What you are asked to do: Exactly reproduce the data from its first line through the line with "use crate::patterns::confidence::types::ConfidenceScore;", leaving out every line after it.

(Extracted material begins)

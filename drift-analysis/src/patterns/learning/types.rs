//! Core types for the learning system.
//!
//! Phase D hardening: ConventionStore trait, observation tracking,
//! convergence metrics, learning diagnostics.

use std::collections::HashMap;
use std::fmt;

use drift_core::types::collections::FxHashMap;
use serde::{Deserialize, Serialize};

use crate::patterns::confidence::types::ConfidenceScore;

/// A discovered convention.
#[derive(Debug, Clone)]
pub struct Convention {
    /// Unique convention ID.
    pub id: String,
    /// Pattern ID this convention is based on.
    pub pattern_id: String,
    /// Convention category.
    pub category: ConventionCategory,
    /// Scope of the convention.
    pub scope: ConventionScope,
    /// Confidence score from Bayesian scoring.
    pub confidence_score: ConfidenceScore,
    /// Dominance ratio: this pattern's frequency / total alternatives.
    pub dominance_ratio: f64,
    /// Unix timestamp of discovery.
    pub discovery_date: u64,
    /// Unix timestamp of last observation.
    pub last_seen: u64,
    /// Current promotion status.
    pub promotion_status: PromotionStatus,
    /// Number of times this pattern has been observed across all scans.
    pub observation_count: u64,
    /// Number of scans that have seen this pattern.
    pub scan_count: u64,
}

/// Convergence score for a convention: 1.0 - (ci_width / 2.0).
/// Higher = more converged (narrower CI).
impl Convention {
    /// Compute convergence score from credible interval width.
    pub fn convergence_score(&self) -> f64 {
        let ci_width = self.confidence_score.credible_interval.1
            - self.confidence_score.credible_interval.0;
        (1.0 - ci_width / 2.0).clamp(0.0, 1.0)
    }
}

/// Trait for persisting conventions across runs.
pub trait ConventionStore: Send + Sync {
    /// Load all conventions.
    fn load_all(&self) -> Vec<Convention>;
    /// Save a convention (insert or update).
    fn save(&mut self, convention: &Convention);
    /// Load a convention by pattern_id.
    fn load_by_pattern_id(&self, pattern_id: &str) -> Option<Convention>;
}

/// In-memory implementation of ConventionStore for tests.
#[derive(Debug, Default)]
pub struct InMemoryConventionStore {
    conventions: FxHashMap<String, Convention>,
}

impl InMemoryConventionStore {
    pub fn new() -> Self {
        Self {
            conventions: FxHashMap::default(),
        }
    }

    pub fn len(&self) -> usize {
        self.conventions.len()
    }

    pub fn is_empty(&self) -> bool {
        self.conventions.is_empty()
    }
}

impl ConventionStore for InMemoryConventionStore {
    fn load_all(&self) -> Vec<Convention> {
        self.conventions.values().cloned().collect()
    }

    fn save(&mut self, convention: &Convention) {
        self.conventions
            .insert(convention.pattern_id.clone(), convention.clone());
    }

    fn load_by_pattern_id(&self, pattern_id: &str) -> Option<Convention> {
        self.conventions.get(pattern_id).cloned()
    }
}

/// Diagnostics for the learning system.
#[derive(Debug, Clone)]
pub struct LearningDiagnostics {
    /// Total conventions discovered.
    pub total_conventions: usize,
    /// Conventions per category.
    pub per_category: HashMap<ConventionCategory, usize>,
    /// Conventions per promotion status.
    pub per_status: HashMap<PromotionStatus, usize>,
    /// Average convergence score.
    pub avg_convergence: f64,
    /// Number of converged conventions (convergence > 0.8).
    pub converged_count: usize,
    /// Number of contested conventions.
    pub contested_count: usize,
}

/// Convention categories based on spread and consistency.
#[derive(Debug, Clone, Copy, PartialEq, Eq, Hash, Serialize, Deserialize)]
pub enum ConventionCategory {
    /// High spread (≥80% of files), high confidence (Established tier).
    Universal,
    /// Moderate spread, project-scoped.
    ProjectSpecific,
    /// Rising momentum, growing adoption.
    Emerging,
    /// Falling momentum, declining usage.
    Legacy,
    /// Two patterns within 15% frequency of each other.
    Contested,
}

impl ConventionCategory {
    pub fn name(&self) -> &'static str {
        match self {
            Self::Universal => "universal",
            Self::ProjectSpecific => "project_specific",
            Self::Emerging => "emerging",
            Self::Legacy => "legacy",
            Self::Contested => "contested",
        }
    }
}

impl fmt::Display for ConventionCategory {
    fn fmt(&self, f: &mut fmt::Formatter<'_>) -> fmt::Result {
        f.write_str(self.name())
    }
}

/// Scope of a convention.
#[derive(Debug, Clone, PartialEq, Eq, Hash, Serialize, Deserialize)]
pub enum ConventionScope {
    /// Applies to the entire project.
    Project,
    /// Applies to a specific directory.
    Directory(String),
    /// Applies to a specific package/module.
    Package(String),
}

impl ConventionScope {
    pub fn name(&self) -> &str {
        match self {
            Self::Project => "project",
            Self::Directory(d) => d,
            Self::Package(p) => p,
        }
    }
}

impl fmt::Display for ConventionScope {
    fn fmt(&self, f: &mut fmt::Formatter<'_>) -> fmt::Result {
        match self {
            Self::Project => write!(f, "project"),
            Self::Directory(d) => write!(f, "directory:{}", d),
            Self::Package(p) => write!(f, "package:{}", p),
        }
    }
}

/// Promotion status lifecycle.
#[derive(Debug, Clone, Copy, PartialEq, Eq, Hash, Serialize, Deserialize)]
pub enum PromotionStatus {
    /// Newly discovered, not yet promoted.
    Discovered,
    /// Promoted to enforced convention.
    Approved,
    /// Explicitly rejected by user.
    Rejected,
    /// Expired due to inactivity.
    Expired,
}

impl PromotionStatus {
    pub fn name(&self) -> &'static str {
        match self {
            Self::Discovered => "discovered",
            Self::Approved => "approved",
            Self::Rejected => "rejected",
            Self::Expired => "expired",
        }
    }
}

impl fmt::Display for PromotionStatus {
    fn fmt(&self, f: &mut fmt::Formatter<'_>) -> fmt::Result {
        f.write_str(self.name())
    }
}

/// Configuration for the learning system.
#[derive(Debug, Clone)]
pub struct LearningConfig {
    /// Minimum occurrences for a pattern to be considered a convention.
    pub min_occurrences: u64,
    /// Minimum dominance ratio (pattern frequency / total alternatives).
    pub dominance_threshold: f64,
    /// Minimum files for a pattern to be considered.
    pub min_files: u64,
    /// Spread threshold for Universal classification (≥80%).
    pub universal_spread_threshold: f64,
    /// Contested threshold: two patterns within this % of each other.
    pub contested_threshold: f64,
    /// Days before a convention expires if not seen.
    pub expiry_days: u64,
    /// File change threshold for triggering re-learning (>10%).
    pub relearn_threshold: f64,
}

impl Default for LearningConfig {
    fn default() -> Self {
        Self {
            min_occurrences: 3,
            dominance_threshold: 0.60,
            min_files: 2,
            universal_spread_threshold: 0.80,
            contested_threshold: 0.15,
            expiry_days: 90,
            relearn_threshold: 0.10,
        }
    }
}

impl LearningDiagnostics {
    /// Compute diagnostics from a set of conventions.
    pub fn from_conventions(conventions: &[Convention]) -> Self {
        let mut per_category: HashMap<ConventionCategory, usize> = HashMap::new();
        let mut per_status: HashMap<PromotionStatus, usize> = HashMap::new();
        let mut total_convergence = 0.0;
        let mut converged_count = 0;
        let mut contested_count = 0;

        for c in conventions {
            *per_category.entry(c.category).or_insert(0) += 1;
            *per_status.entry(c.promotion_status).or_insert(0) += 1;
            let conv = c.convergence_score();
            total_convergence += conv;
            if conv > 0.8 {
                converged_count += 1;
            }
            if c.category == ConventionCategory::Contested {
                contested_count += 1;
            }
        }

        let avg_convergence = if conventions.is_empty() {
            0.0
        } else {
            total_convergence / conventions.len() as f64
        };

        Self {
            total_conventions: conventions.len(),
            per_category,
            per_status,
            avg_convergence,
            converged_count,
            contested_count,
        }
    }
}
//! IQR with Tukey fences (supplementary, non-normal data).
//!
//! Resistant to extreme outliers that inflate stddev.
//! Uses Q1 - k*IQR and Q3 + k*IQR as fences (k = 1.5 default).

use super::types::{DeviationScore, OutlierMethod, OutlierResult, SignificanceTier};

/// Detect outliers using IQR with Tukey fences.
///
/// `values`: the data points.
/// `multiplier`: IQR multiplier for fences (default 1.5).
pub fn detect(values: &[f64], multiplier: f64) -> Vec<OutlierResult> {
    if values.len() < 4 {
        return Vec::new(); // Need at least 4 values for meaningful quartiles
    }

    let mut sorted = values.to_vec();
    sorted.sort_by(|a, b| a.partial_cmp(b).unwrap_or(std::cmp::Ordering::Equal));

    let q1 = percentile(&sorted, 25.0);
    let q3 = percentile(&sorted, 75.0);
    let iqr = q3 - q1;

    if iqr <= 0.0 || !iqr.is_finite() {
        // IQR is zero — most values are identical. Flag values outside the
        // constant range using a simple distance-from-median approach.
        let median = percentile(&sorted, 50.0);
        let mut results = Vec::new();
        for (idx, &val) in values.iter().enumerate() {
            if (val - median).abs() > f64::EPSILON {
                let range = sorted.last().unwrap_or(&0.0) - sorted.first().unwrap_or(&0.0);
                let dev = if range > 0.0 {
                    (val - median).abs() / range
                } else {
                    0.0
                };
                let deviation = DeviationScore::new(dev);
                let significance = SignificanceTier::from_deviation(deviation.value());
                results.push(OutlierResult {
                    index: idx,
                    value: val,
                    test_statistic: (val - median).abs(),
                    deviation_score: deviation,
                    significance,
                    method: OutlierMethod::Iqr,
                    is_outlier: true,
                });
            }
        }
        return results;
    }

    let lower_fence = q1 - multiplier * iqr;
    let upper_fence = q3 + multiplier * iqr;

    let mut results = Vec::new();
    for (idx, &val) in values.iter().enumerate() {
        if val < lower_fence || val > upper_fence {
            let distance = if val < lower_fence {
                (lower_fence - val) / iqr
            } else {
                (val - upper_fence) / iqr
            };

            let deviation = DeviationScore::new(distance / (distance + multiplier));
            let significance = SignificanceTier::from_deviation(deviation.value());

            results.push(OutlierResult {
                index: idx,
                value: val,
                test_statistic: distance,
                deviation_score: deviation,
                significance,
                method: OutlierMethod::Iqr,
                is_outlier: true,
            });
        }
    }

    results
}

/// Compute percentile using linear interpolation.
fn percentile(sorted: &[f64], p: f64) -> f64 {
    if sorted.is_empty() {
        return 0.0;
    }
    if sorted.len() == 1 {
        return sorted[0];
    }

    let rank = (p / 100.0) * (sorted.len() - 1) as f64;
    let lower = rank.floor() as usize;
    let upper = rank.ceil() as usize;
    let frac = rank - lower as f64;

    if upper >= sorted.len() {
        sorted[sorted.len() - 1]
    } else {
        sorted[lower] * (1.0 - frac) + sorted[upper] * frac
    }
}

#[cfg(test)]
mod tests {
    use super::*;

    #[test]
    fn test_iqr_no_outliers() {
        let values: Vec<f64> = (1..=20).map(|i| i as f64).collect();
        let results = detect(&values, 1.5);
        assert!(results.is_empty());
    }

    #[test]
    fn test_iqr_with_outlier() {
        let mut values: Vec<f64> = vec![10.0; 20];
        values[0] = 100.0;
        let results = detect(&values, 1.5);
        assert!(!results.is_empty());
        assert!(results.iter().any(|r| r.index == 0));
    }

    #[test]
    fn test_iqr_identical_values() {
        let values = vec![5.0; 20];
        let results = detect(&values, 1.5);
        assert!(results.is_empty());
    }

    #[test]
    fn test_percentile_basic() {
        let sorted = vec![1.0, 2.0, 3.0, 4.0, 5.0];
        assert!((percentile(&sorted, 50.0) - 3.0).abs() < 1e-10);
    }
}
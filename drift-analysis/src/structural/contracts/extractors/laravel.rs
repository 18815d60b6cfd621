//! Laravel endpoint extractor.

use super::EndpointExtractor;
use super::express::extract_string_arg;
use crate::structural::contracts::types::*;

pub struct LaravelExtractor;

impl EndpointExtractor for LaravelExtractor {
    fn extract(&self, content: &str, file_path: &str) -> Vec<Endpoint> {
        let mut endpoints = Vec::new();
        let methods = ["get", "post", "put", "delete", "patch"];

        for (line_num, line) in content.lines().enumerate() {
            let trimmed = line.trim();
            for method in &methods {
                // Route::get('/users', [UserController::class, 'index']);
                let pattern = format!("Route::{}(", method);
                if let Some(pos) = trimmed.find(pattern.as_str()) {
                    if let Some(path) = extract_string_arg(trimmed, pos + pattern.len()) {
                        endpoints.push(Endpoint {
                            method: method.to_uppercase(),
                            path,
                            request_fields: vec![],
                            response_fields: vec![],
                            file: file_path.to_string(),
                            line: (line_num + 1) as u32,
                        });
                    }
                }
            }
        }
        endpoints
    }

    fn extract_with_context(&self, content: &str, file_path: &str, parse_result: Option<&crate::parsers::types::ParseResult>) -> Vec<Endpoint> {
        let mut endpoints = self.extract(content, file_path);
        if let Some(pr) = parse_result {
            for ep in &mut endpoints {
                if let Some(func) = super::find_function_at_line(pr, ep.line.saturating_sub(1)) {
                    let req_fields = super::params_to_fields(&func.parameters);
                    if !req_fields.is_empty() {
                        ep.request_fields = req_fields;
                    }
                    if let Some(ref rt) = func.return_type {
                        let resp_fields = super::return_type_to_fields(rt);
                        if !resp_fields.is_empty() {
                            ep.response_fields = resp_fields;
                        }
                    }
                }
            }
        }
        endpoints
    }

    fn framework(&self) -> &str { "laravel" }
    fn matches(&self, content: &str) -> bool {
        content.contains("Route::") || content.contains("Illuminate\\Routing")
    }
}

(Extracted material ends)

Answer for the task:
filename drift-analysis/src/patterns/learning/types.rs
//! Core types for the learning system.
//!
//! Phase D hardening: ConventionStore trait, observation tracking,
//! convergence metrics, learning diagnostics.

use std::collections::HashMap;
use std::fmt;

use drift_core::types::collections::FxHashMap;
use serde::{Deserialize, Serialize};

use crate::patterns::confidence::types::ConfidenceScore;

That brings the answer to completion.